Mendakwahkan Islam yang Damai

Avatar photo
Ditulis oleh A.Suryana Sudrajat

Keberhasilan Taliban yang kembali menguasai Afghanistan telah menimbulkan sejumlah kecemasan. Juga di Indonesia. Di antaranya adalah bangkitnya fundamentalisme Islam yang digelorakan para pendukung “negara Islam” (islamic state), yang dalam aksi perjuangannya selalu diwarnai dengan kekerasan dan bahkan terorisme. Dan tentu saja, untuk membangkitkan semangat “jihad” tersebut, para pendukung gerakan ini akan kembali mengumandangkan ayat-ayat suci yang dijadikan sebagai landasan aksi-aksi mereka.    
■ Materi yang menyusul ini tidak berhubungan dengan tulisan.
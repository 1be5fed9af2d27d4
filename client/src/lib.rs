//! Client-side tools for the lab report toolkit
//!
//! This library provides the pieces of the toolkit that talk to the outside
//! world: saved remote credentials, retrieval of test databases from lab
//! machines, and export of raw material summaries as text or QR codes.

pub mod credentials;
pub mod error;
pub mod export;
pub mod material;
pub mod remote;

pub use credentials::{Credential, CredentialStore};
pub use error::{ClientError, Result};
pub use material::{Component, MaterialRecord};
pub use remote::{fetch_into_catalog, RemoteFetcher};

#[cfg(feature = "sftp")]
pub use remote::SftpFetcher;
//! String utility functions
//!
//! Helpers for comparing table and column names that follow no single
//! naming convention (`TestAna`, `Test_Ana`, `test-ana`, `Sıcaklık`, ...).

/// String utility functions
#[derive(Debug)]
pub struct StringUtils;

impl StringUtils {
    /// Fold the Turkish letters that have no ASCII case pair onto their
    /// closest ASCII letter.
    pub fn fold_turkish(c: char) -> char {
        match c {
            'ı' | 'İ' => 'i',
            'ş' | 'Ş' => 's',
            'ğ' | 'Ğ' => 'g',
            'ü' | 'Ü' => 'u',
            'ö' | 'Ö' => 'o',
            'ç' | 'Ç' => 'c',
            other => other,
        }
    }

    /// Normalize a name into a comparison key.
    ///
    /// Underscores, hyphens, punctuation and whitespace are removed, Turkish
    /// letters are folded and the result is lowercased, so `Test_Ana`,
    /// `test-ana` and `TestAna` all become `testana`.
    pub fn normalize_key(s: &str) -> String {
        s.chars()
            .filter(|c| c.is_alphanumeric())
            .map(Self::fold_turkish)
            .flat_map(char::to_lowercase)
            .collect()
    }

    /// Check whether the normalized form of `haystack` contains the
    /// normalized form of `token`.
    pub fn contains_token(haystack: &str, token: &str) -> bool {
        let token = Self::normalize_key(token);
        !token.is_empty() && Self::normalize_key(haystack).contains(&token)
    }

    /// Turn a raw column name into a display header.
    ///
    /// Underscores become spaces and a space is inserted wherever a lowercase
    /// letter is directly followed by an uppercase one:
    /// `TestBaslamaZamani` becomes `Test Baslama Zamani`.
    pub fn format_column_name(s: &str) -> String {
        let mut result = String::with_capacity(s.len() + 4);
        let mut prev: Option<char> = None;

        for c in s.chars() {
            let c = if c == '_' { ' ' } else { c };
            if let Some(p) = prev {
                if p.is_lowercase() && c.is_uppercase() {
                    result.push(' ');
                }
            }
            result.push(c);
            prev = Some(c);
        }

        result
    }

    /// Extension of a path-like string including the leading dot, lowercased.
    pub fn extension_of(path: &str) -> Option<String> {
        std::path::Path::new(path)
            .extension()
            .and_then(|ext| ext.to_str())
            .map(|ext| format!(".{}", ext.to_lowercase()))
    }
}

#[cfg(test)]
mod tests {
    use super::*;

    #[test]
    fn test_normalize_key() {
        assert_eq!(StringUtils::normalize_key("Test_Ana"), "testana");
        assert_eq!(StringUtils::normalize_key("test-ana "), "testana");
        assert_eq!(StringUtils::normalize_key("Test Detay"), "testdetay");
        assert_eq!(StringUtils::normalize_key("Sıcaklık"), "sicaklik");
        assert_eq!(StringUtils::normalize_key("DSC-OIT ornek.db"), "dscoitornekdb");
        assert_eq!(StringUtils::normalize_key(""), "");
    }

    #[test]
    fn test_contains_token() {
        assert!(StringUtils::contains_token("Detay_TestId", "TestId"));
        assert!(StringUtils::contains_token("Test Id", "testid"));
        assert!(StringUtils::contains_token("Hat_Num", "Hat"));
        assert!(!StringUtils::contains_token("Numune", "Hat"));
        assert!(!StringUtils::contains_token("anything", ""));
    }

    #[test]
    fn test_format_column_name() {
        assert_eq!(StringUtils::format_column_name("TestBaslamaZamani"), "Test Baslama Zamani");
        assert_eq!(StringUtils::format_column_name("Detay_TestId"), "Detay Test Id");
        assert_eq!(StringUtils::format_column_name("hat_num"), "hat num");
        assert_eq!(StringUtils::format_column_name("MVR"), "MVR");
    }

    #[test]
    fn test_extension_of() {
        assert_eq!(StringUtils::extension_of("MFI.db").as_deref(), Some(".db"));
        assert_eq!(StringUtils::extension_of("report.PDF").as_deref(), Some(".pdf"));
        assert_eq!(StringUtils::extension_of("noext"), None);
    }
}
Pada gilirannya, sebagaimana Negara Islam di Irak dan Suriah (ISIS/Islamic State in Iraq and Syria), kebangkitan Taliban   bisa dibaratkan sebagai  bahan bakar yang terus menghidupkan api kecurigaan, bahwa di dalam Islam terdapat doktrin atau ajaran yang membenarkan bahkan mendorong para pemeluknya untuk melakukan tindakan kekerasan. Kecurigaan semacam ini bisa dipahami karena agama termasuk sumber motivasi penting dalam kehidupan para pemeluknya. Oleh karena itu, sikap intoleransi dan tindakan kekerasan yang dilakukan sementara kaum muslimin dengan mengusung bendera agama kerap dikaitkan dengan teks-teks suci yang bisa ditafsirkan sebagai sumber legitimasi untuk melakukan tindakan kekerasan. Inilah yang kemudian menyuburkan bibit-bibit ekstremisme, radikalisme atau bahkan terorisme. Padahal, pada umumnya kaum Muslim meyakini bahwa Islam merupakan agama yang ramah, menghargai keanekaragaman, serta pembawa rahmat bagi semesta alam.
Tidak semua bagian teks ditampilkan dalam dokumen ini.